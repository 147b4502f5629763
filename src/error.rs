//! Typed diagnostics for the fusion engine.
//!
//! Transient contention (a failed try-lock or CAS) is never surfaced here —
//! it is handled silently inside `table::operations` and the caller's next
//! pass retries. Only structural failures reach [`EngineError`].

use thiserror::Error;

pub type EngineResult<T> = Result<T, EngineError>;

#[derive(Debug, Error)]
pub enum EngineError {
    #[error("invalid hash params: {field} ({reason})")]
    InvalidConfig { field: &'static str, reason: &'static str },

    #[error("arena exhausted: requested {requested_blocks} block(s), {available} available")]
    ArenaExhausted { requested_blocks: u32, available: u32 },

    #[error("collision chain bound exceeded in bucket {bucket} (max_chain={max_chain})")]
    ChainBoundExceeded { bucket: u32, max_chain: u32 },

    #[error("illegal block index {block_idx} (num_blocks={num_blocks})")]
    IllegalBlockIndex { block_idx: u32, num_blocks: u32 },

    #[error("lock poisoned: {resource}")]
    LockPoisoned { resource: &'static str },
}

impl<T> From<std::sync::PoisonError<T>> for EngineError {
    fn from(_: std::sync::PoisonError<T>) -> Self {
        EngineError::LockPoisoned { resource: "voxel readback buffer" }
    }
}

**TASK PROMPT**
From the data above, copy out every line with the string "LockPoisoned" in it.

**EXERCISE SOLUTION**
    LockPoisoned { resource: &'static str },
        EngineError::LockPoisoned { resource: "voxel readback buffer" }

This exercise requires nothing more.